Saturday, November 12, 2011

Scanning

This is the second post in my series on compiler construction techniques.


I'm a big fan of learning by doing. To that end, each post will be accompanied by running source code which you can find at the omakase project on github.


We'll need a language to compile. All real languages have features, quirks, idiosyncrasies, call them what you will, which make writing compilers for them challenging. Rather than tackling all the complexities immediately, I'm going to start with a gentle introduction. We'll start with a simple, curly brace style, imperative, typeless language with classes. Overtime we'll extend the language to add types, advanced control flow constructs as well as many of the common quirks that are present in 'real' languages which make them challenging to compile.

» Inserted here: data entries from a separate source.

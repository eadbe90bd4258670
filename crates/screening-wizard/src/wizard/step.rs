use std::fmt;
use std::sync::Arc;

use serde::Serialize;

use super::form::{FieldValue, FormClass, StepForm};

pub const DEFAULT_TEMPLATE: &str = "wizard_step.jinja";
pub const DEFAULT_FIELD_NAME: &str = "next_step";
pub const DEFAULT_CONTINUE_VALUE: &str = "continue";

/// A screen in the wizard graph. Steps are built once and shared read-only.
#[derive(Debug)]
pub enum Step {
    Terminal(TerminalStep),
    Choice(ChoiceStep),
}

impl Step {
    pub fn id(&self) -> &str {
        match self {
            Step::Terminal(step) => &step.id,
            Step::Choice(step) => &step.id,
        }
    }

    pub fn title(&self) -> &str {
        match self {
            Step::Terminal(step) => &step.title,
            Step::Choice(step) => &step.title,
        }
    }

    pub fn template(&self) -> &str {
        match self {
            Step::Terminal(step) => &step.template,
            Step::Choice(step) => &step.template,
        }
    }

    /// Nothing follows a terminal step.
    pub fn is_final(&self) -> bool {
        matches!(self, Step::Terminal(_))
    }

    pub fn as_choice(&self) -> Option<&ChoiceStep> {
        match self {
            Step::Choice(step) => Some(step),
            Step::Terminal(_) => None,
        }
    }

    pub fn view(&self) -> StepView {
        StepView {
            id: self.id().to_string(),
            title: self.title().to_string(),
            template: self.template().to_string(),
            is_final: self.is_final(),
            choice: self.as_choice().map(ChoiceStep::view),
        }
    }
}

impl From<TerminalStep> for Step {
    fn from(step: TerminalStep) -> Self {
        Step::Terminal(step)
    }
}

impl From<ChoiceStep> for Step {
    fn from(step: ChoiceStep) -> Self {
        Step::Choice(step)
    }
}

#[derive(Debug, Clone, PartialEq, Eq)]
pub struct TerminalStep {
    id: String,
    title: String,
    template: String,
}

impl TerminalStep {
    pub fn new(id: impl Into<String>, title: impl Into<String>) -> Self {
        Self {
            id: id.into(),
            title: title.into(),
            template: DEFAULT_TEMPLATE.to_string(),
        }
    }

    pub fn with_template(mut self, template: impl Into<String>) -> Self {
        self.template = template.into();
        self
    }

    pub fn id(&self) -> &str {
        &self.id
    }

    pub fn into_step(self) -> Arc<Step> {
        Arc::new(Step::Terminal(self))
    }
}

/// Presentation text for the yes/no question at the end of a choice step.
#[derive(Debug, Clone, Default, PartialEq, Eq, Serialize)]
pub struct ChoiceLabels {
    pub legend: String,
    pub hint: String,
    pub continue_label: String,
    pub dropout_label: String,
}

impl ChoiceLabels {
    pub fn new(
        legend: impl Into<String>,
        continue_label: impl Into<String>,
        dropout_label: impl Into<String>,
    ) -> Self {
        Self {
            legend: legend.into(),
            hint: String::new(),
            continue_label: continue_label.into(),
            dropout_label: dropout_label.into(),
        }
    }

    pub fn with_hint(mut self, hint: impl Into<String>) -> Self {
        self.hint = hint.into();
        self
    }
}

/// A step ending in a binary decision between a continue and a dropout successor.
pub struct ChoiceStep {
    id: String,
    title: String,
    template: String,
    form: Arc<dyn FormClass>,
    continue_step: Arc<Step>,
    dropout_step: Arc<Step>,
    labels: ChoiceLabels,
    field_name: String,
    field_value_continue: FieldValue,
}

impl ChoiceStep {
    pub fn new(
        id: impl Into<String>,
        title: impl Into<String>,
        form: Arc<dyn FormClass>,
        continue_step: Arc<Step>,
        dropout_step: Arc<Step>,
    ) -> Self {
        Self {
            id: id.into(),
            title: title.into(),
            template: DEFAULT_TEMPLATE.to_string(),
            form,
            continue_step,
            dropout_step,
            labels: ChoiceLabels::default(),
            field_name: DEFAULT_FIELD_NAME.to_string(),
            field_value_continue: FieldValue::from(DEFAULT_CONTINUE_VALUE),
        }
    }

    pub fn with_labels(mut self, labels: ChoiceLabels) -> Self {
        self.labels = labels;
        self
    }

    pub fn with_template(mut self, template: impl Into<String>) -> Self {
        self.template = template.into();
        self
    }

    /// Branch on `field_name`, taking the continue edge only when it equals `continue_value`.
    pub fn with_branching_field(
        mut self,
        field_name: impl Into<String>,
        continue_value: impl Into<FieldValue>,
    ) -> Self {
        self.field_name = field_name.into();
        self.field_value_continue = continue_value.into();
        self
    }

    pub fn into_step(self) -> Arc<Step> {
        Arc::new(Step::Choice(self))
    }

    pub fn id(&self) -> &str {
        &self.id
    }

    pub fn form(&self) -> &dyn FormClass {
        self.form.as_ref()
    }

    pub fn continue_step(&self) -> &Arc<Step> {
        &self.continue_step
    }

    pub fn dropout_step(&self) -> &Arc<Step> {
        &self.dropout_step
    }

    pub fn labels(&self) -> &ChoiceLabels {
        &self.labels
    }

    pub fn field_name(&self) -> &str {
        &self.field_name
    }

    pub fn field_value_continue(&self) -> &FieldValue {
        &self.field_value_continue
    }

    /// Picks the successor from an already validated form.
    ///
    /// Anything other than the continue value takes the dropout edge. A form whose
    /// cleaned data lacks the branching field is a wiring fault, not a user error.
    pub fn next_step(&self, form: &dyn StepForm) -> Result<&Arc<Step>, MissingBranchField> {
        let value = form
            .cleaned_data()
            .get(&self.field_name)
            .ok_or_else(|| MissingBranchField {
                step_id: self.id.clone(),
                field_name: self.field_name.clone(),
            })?;

        if *value == self.field_value_continue {
            Ok(&self.continue_step)
        } else {
            Ok(&self.dropout_step)
        }
    }

    fn view(&self) -> ChoiceView {
        ChoiceView {
            form: self.form.name().to_string(),
            field_name: self.field_name.clone(),
            labels: self.labels.clone(),
            continue_step: self.continue_step.id().to_string(),
            dropout_step: self.dropout_step.id().to_string(),
        }
    }
}

impl fmt::Debug for ChoiceStep {
    fn fmt(&self, f: &mut fmt::Formatter<'_>) -> fmt::Result {
        f.debug_struct("ChoiceStep")
            .field("id", &self.id)
            .field("title", &self.title)
            .field("template", &self.template)
            .field("form", &self.form.name())
            .field("continue_step", &self.continue_step.id())
            .field("dropout_step", &self.dropout_step.id())
            .field("field_name", &self.field_name)
            .field("field_value_continue", &self.field_value_continue)
            .finish()
    }
}

/// Raised when a validated form has no value for the step's branching field.
#[derive(Debug, Clone, PartialEq, Eq, thiserror::Error)]
#[error("invalid form for step {step_id}: missing {field_name} value")]
pub struct MissingBranchField {
    pub step_id: String,
    pub field_name: String,
}

/// Step metadata exposed to templates.
#[derive(Debug, Clone, PartialEq, Serialize)]
pub struct StepView {
    pub id: String,
    pub title: String,
    pub template: String,
    pub is_final: bool,
    #[serde(skip_serializing_if = "Option::is_none")]
    pub choice: Option<ChoiceView>,
}

#[derive(Debug, Clone, PartialEq, Serialize)]
pub struct ChoiceView {
    pub form: String,
    pub field_name: String,
    #[serde(flatten)]
    pub labels: ChoiceLabels,
    pub continue_step: String,
    pub dropout_step: String,
}

#[cfg(test)]
mod tests {
    use super::*;
    use crate::wizard::fields::{ChoiceForm, FormField};
    use crate::wizard::form::FormData;

    fn branching_form(required: bool) -> Arc<dyn FormClass> {
        let field = FormField::choice("next_step", &[("continue", "Yes"), ("dropout", "No")]);
        let field = if required { field } else { field.optional() };
        Arc::new(ChoiceForm::new("NextStepForm", vec![field]))
    }

    fn start_step(required: bool) -> ChoiceStep {
        ChoiceStep::new(
            "start",
            "Start",
            branching_form(required),
            TerminalStep::new("ask-medical", "Medical information").into_step(),
            TerminalStep::new("cannot-proceed", "Cannot proceed").into_step(),
        )
    }

    fn submit(step: &ChoiceStep, value: Option<&str>) -> Box<dyn StepForm> {
        let mut data = FormData::new();
        if let Some(value) = value {
            data.insert("next_step".to_string(), value.to_string());
        }
        let mut form = step.form().bind(&data);
        assert!(form.is_valid(), "form should validate: {:?}", form.errors());
        form
    }

    #[test]
    fn terminal_steps_are_final() {
        let step = TerminalStep::new("done", "Done").into_step();
        assert!(step.is_final());
        assert!(step.as_choice().is_none());
        assert_eq!(step.template(), DEFAULT_TEMPLATE);
    }

    #[test]
    fn choice_steps_are_not_final() {
        let step = start_step(true).into_step();
        assert!(!step.is_final());
        assert_eq!(step.as_choice().map(ChoiceStep::field_name), Some("next_step"));
    }

    #[test]
    fn continue_value_selects_continue_step() {
        let step = start_step(true);
        let form = submit(&step, Some("continue"));
        let next = step.next_step(&*form).expect("branch resolves");
        assert!(Arc::ptr_eq(next, step.continue_step()));
    }

    #[test]
    fn any_other_value_selects_dropout_step() {
        let step = start_step(true);
        let form = submit(&step, Some("dropout"));
        let next = step.next_step(&*form).expect("branch resolves");
        assert!(Arc::ptr_eq(next, step.dropout_step()));
    }

    #[test]
    fn missing_branching_field_is_a_fault() {
        let step = start_step(false);
        let form = submit(&step, None);
        let err = step.next_step(&*form).expect_err("missing field");
        assert_eq!(err.step_id, "start");
        assert_eq!(err.field_name, "next_step");
        assert_eq!(
            err.to_string(),
            "invalid form for step start: missing next_step value"
        );
    }

    #[test]
    fn custom_branching_field_compares_booleans() {
        let form: Arc<dyn FormClass> = Arc::new(ChoiceForm::new(
            "Consent",
            vec![FormField::boolean("consented")],
        ));
        let step = ChoiceStep::new(
            "consent",
            "Consent",
            form,
            TerminalStep::new("imaging", "Imaging").into_step(),
            TerminalStep::new("stop", "Stop").into_step(),
        )
        .with_branching_field("consented", true);

        let mut data = FormData::new();
        data.insert("consented".to_string(), "no".to_string());
        let mut bound = step.form().bind(&data);
        assert!(bound.is_valid());
        let next = step.next_step(&*bound).expect("branch resolves");
        assert_eq!(next.id(), "stop");
    }

    #[test]
    fn view_exposes_labels_and_successors() {
        let step = start_step(true)
            .with_labels(
                ChoiceLabels::new("Can the appointment go ahead?", "Yes", "No")
                    .with_hint("Check identity first."),
            )
            .into_step();

        let view = step.view();
        let choice = view.choice.expect("choice metadata");
        assert_eq!(choice.continue_step, "ask-medical");
        assert_eq!(choice.dropout_step, "cannot-proceed");
        assert_eq!(choice.labels.hint, "Check identity first.");

        let json = serde_json::to_value(step.view()).expect("serializes");
        assert_eq!(json["choice"]["legend"], "Can the appointment go ahead?");
        assert_eq!(json["is_final"], false);
    }
}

To start with 'Hello world' will look something like this:


// hello.oma
class Program {
  main() {
    print("Hello World!");
  }
}


Compilers are large, complex programs which can easily devolve into a coding horror. The key to building a successful compiler is a modular design. The first phase in the compiler is called scanning(also known as lexing or tokenization). Scanning breaks the input text into tokens and discards the whitespace (spaces, tabs and newlines) and comments. Tokens are the smallest units in the program above individual characters and represent punctuation(like '{', '(' and ';'), keywords ('class'), identifiers ('main', 'Program', and 'print') and literals ("Hello World!"). The program for this blog entry just scans the entire input file into tokens, and prints each token one per line. The output from scanning the above example is:



$ omascan.sh hello.oma

hello.oma (2, 1): CLASS
hello.oma (2, 7): IDENTIFIER Program
hello.oma (2, 15): OPEN_CURLY
hello.oma (3, 3): IDENTIFIER main
hello.oma (3, 7): OPEN_PAREN
hello.oma (3, 8): CLOSE_PAREN
hello.oma (3, 10): OPEN_CURLY
hello.oma (4, 5): IDENTIFIER print
hello.oma (4, 10): OPEN_PAREN
hello.oma (4, 11): STRING "Hello World!"
hello.oma (4, 25): CLOSE_PAREN
hello.oma (4, 26): SEMI_COLON
hello.oma (5, 3): CLOSE_CURLY
hello.oma (6, 1): CLOSE_CURLY
hello.oma (7, 1): END_OF_FILE

Some things to note about each token: 
  • Each token knows its location in the original source including the file it is contained in, as well as its start (and ending ) lone and column position in the source file. 
  • Each token has a kind (CLASS, IDENTIFIER, OPEN_CURLY, ...).
  • For many tokens location and kind are all they contain, while some token kinds, IDENTIFIER and STRING, have additional information. The name of the identifier, or the value of the string constant respectively.
Tokens are represented as instance of the token class:

public class Token {
  public final TokenKind kind;
  public final SourceRange location;
}


Identifiers and strings are represented by classes which extend Token:


public class IdentifierToken extends Token {
  public final String value;
}
public class StringLiteralToken extends Token {
  public final String value;
}

The comment as well as whitespace characters do not appear in the token list. The END_OF_FILE token is added to indicate the end of the input file. While this token doesn't correspond to any characters in the file, appending it to the end of the token stream will come in handy in the next stage of the compiler.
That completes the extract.